*** Dataset extract Section Begins ***

//! Order Data

use flames::prelude::LineItemRequest;

use crate::domain::{
    accounts::records::UserUuid,
    orders::records::{Address, OrderUuid},
    products::records::ProductUuid,
};

/// Checkout request.
#[derive(Debug, Clone, PartialEq)]
pub struct NewOrder {
    /// Absent for guest checkouts.
    pub user: Option<UserUuid>,

    pub items: Vec<LineItemRequest<ProductUuid>>,
    pub address: Address,

    /// Coupon code as entered; unknown or ineligible codes are ignored.
    pub coupon: Option<String>,
}

/// Payment confirmation reported by the client.
#[derive(Debug, Clone, PartialEq, Eq)]
pub struct PaymentConfirmation {
    pub order: OrderUuid,
    pub payment_id: String,

    /// Provider signature. Accepted but not verified.
    pub signature: Option<String>,
}
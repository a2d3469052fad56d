//! Account Responses

use salvo::oapi::ToSchema;
use serde::{Deserialize, Serialize};
use uuid::Uuid;

use flames_app::domain::accounts::records::Session;

/// Signed-in session
#[derive(Debug, Serialize, Deserialize, ToSchema)]
pub(crate) struct SessionResponse {
    /// Bearer token for later requests
    pub token: String,

    pub user_id: Uuid,
    pub name: String,
}

impl From<Session> for SessionResponse {
    fn from(session: Session) -> Self {
        SessionResponse {
            token: session.token,
            user_id: session.user.into(),
            name: session.name,
        }
    }
}
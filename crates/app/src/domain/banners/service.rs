//! Banners service.

use async_trait::async_trait;
use mockall::automock;
use tracing::info;

use crate::{
    database::Db,
    domain::banners::{
        data::NewBanner, errors::BannersServiceError, records::BannerRecord,
        repository::PgBannersRepository,
    },
};

#[derive(Debug, Clone)]
pub struct PgBannersService {
    db: Db,
    repository: PgBannersRepository,
}

impl PgBannersService {
    #[must_use]
    pub fn new(db: Db) -> Self {
        Self {
            db,
            repository: PgBannersRepository::new(),
        }
    }
}

#[async_trait]
impl BannersService for PgBannersService {
    async fn list_active_banners(&self) -> Result<Vec<BannerRecord>, BannersServiceError> {
        let mut tx = self.db.begin().await?;

        let banners = self.repository.list_active_banners(&mut tx).await?;

        tx.commit().await?;

        Ok(banners)
    }

    #[tracing::instrument(
        name = "banners.service.create_banner",
        skip(self, banner),
        fields(banner_uuid = %banner.uuid),
        err
    )]
    async fn create_banner(&self, banner: NewBanner) -> Result<BannerRecord, BannersServiceError> {
        let mut tx = self.db.begin().await?;

        let created = self.repository.create_banner(&mut tx, &banner).await?;

        tx.commit().await?;

        info!(banner_uuid = %created.uuid, "created banner");

        Ok(created)
    }
}

#[automock]
#[async_trait]
pub trait BannersService: Send + Sync {
    /// Retrieves active banners in creation order.
    async fn list_active_banners(&self) -> Result<Vec<BannerRecord>, BannersServiceError>;

    /// Creates a new banner.
    async fn create_banner(&self, banner: NewBanner) -> Result<BannerRecord, BannersServiceError>;
}
//! Root Handler

use salvo::{oapi::ToSchema, prelude::*};
use serde::{Deserialize, Serialize};

#[derive(Debug, Serialize, Deserialize, ToSchema)]
pub(crate) struct RootResponse {
    pub message: String,
}

/// Root Handler
#[endpoint(tags("health"), summary = "Service banner")]
pub(crate) async fn handler() -> Json<RootResponse> {
    Json(RootResponse {
        message: "Flames storefront API".to_string(),
    })
}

*** Dataset extract Section Ends ***

About this exercise: Every line above is to be duplicated exactly as shown.

Solution to the exercise:
//! Order Data

use flames::prelude::LineItemRequest;

use crate::domain::{
    accounts::records::UserUuid,
    orders::records::{Address, OrderUuid},
    products::records::ProductUuid,
};

/// Checkout request.
#[derive(Debug, Clone, PartialEq)]
pub struct NewOrder {
    /// Absent for guest checkouts.
    pub user: Option<UserUuid>,

    pub items: Vec<LineItemRequest<ProductUuid>>,
    pub address: Address,

    /// Coupon code as entered; unknown or ineligible codes are ignored.
    pub coupon: Option<String>,
}

/// Payment confirmation reported by the client.
#[derive(Debug, Clone, PartialEq, Eq)]
pub struct PaymentConfirmation {
    pub order: OrderUuid,
    pub payment_id: String,

    /// Provider signature. Accepted but not verified.
    pub signature: Option<String>,
}
repository a2d3469052fad56d
//! Account Responses

use salvo::oapi::ToSchema;
use serde::{Deserialize, Serialize};
use uuid::Uuid;

use flames_app::domain::accounts::records::Session;

/// Signed-in session
#[derive(Debug, Serialize, Deserialize, ToSchema)]
pub(crate) struct SessionResponse {
    /// Bearer token for later requests
    pub token: String,

    pub user_id: Uuid,
    pub name: String,
}

impl From<Session> for SessionResponse {
    fn from(session: Session) -> Self {
        SessionResponse {
            token: session.token,
            user_id: session.user.into(),
            name: session.name,
        }
    }
}
filename crates/app/src/domain/banners/service.rs
//! Banners service.

use async_trait::async_trait;
use mockall::automock;
use tracing::info;

use crate::{
    database::Db,
    domain::banners::{
        data::NewBanner, errors::BannersServiceError, records::BannerRecord,
        repository::PgBannersRepository,
    },
};

#[derive(Debug, Clone)]
pub struct PgBannersService {
    db: Db,
    repository: PgBannersRepository,
}

impl PgBannersService {
    #[must_use]
    pub fn new(db: Db) -> Self {
        Self {
            db,
            repository: PgBannersRepository::new(),
        }
    }
}

#[async_trait]
impl BannersService for PgBannersService {
    async fn list_active_banners(&self) -> Result<Vec<BannerRecord>, BannersServiceError> {
        let mut tx = self.db.begin().await?;

        let banners = self.repository.list_active_banners(&mut tx).await?;

        tx.commit().await?;

        Ok(banners)
    }

    #[tracing::instrument(
        name = "banners.service.create_banner",
        skip(self, banner),
        fields(banner_uuid = %banner.uuid),
        err
    )]
    async fn create_banner(&self, banner: NewBanner) -> Result<BannerRecord, BannersServiceError> {
        let mut tx = self.db.begin().await?;

        let created = self.repository.create_banner(&mut tx, &banner).await?;

        tx.commit().await?;

        info!(banner_uuid = %created.uuid, "created banner");

        Ok(created)
    }
}

#[automock]
#[async_trait]
pub trait BannersService: Send + Sync {
    /// Retrieves active banners in creation order.
    async fn list_active_banners(&self) -> Result<Vec<BannerRecord>, BannersServiceError>;

    /// Creates a new banner.
    async fn create_banner(&self, banner: NewBanner) -> Result<BannerRecord, BannersServiceError>;
}
//! Root Handler

use salvo::{oapi::ToSchema, prelude::*};
use serde::{Deserialize, Serialize};

#[derive(Debug, Serialize, Deserialize, ToSchema)]
pub(crate) struct RootResponse {
    pub message: String,
}

/// Root Handler
#[endpoint(tags("health"), summary = "Service banner")]
pub(crate) async fn handler() -> Json<RootResponse> {
    Json(RootResponse {
        message: "Flames storefront API".to_string(),
    })
}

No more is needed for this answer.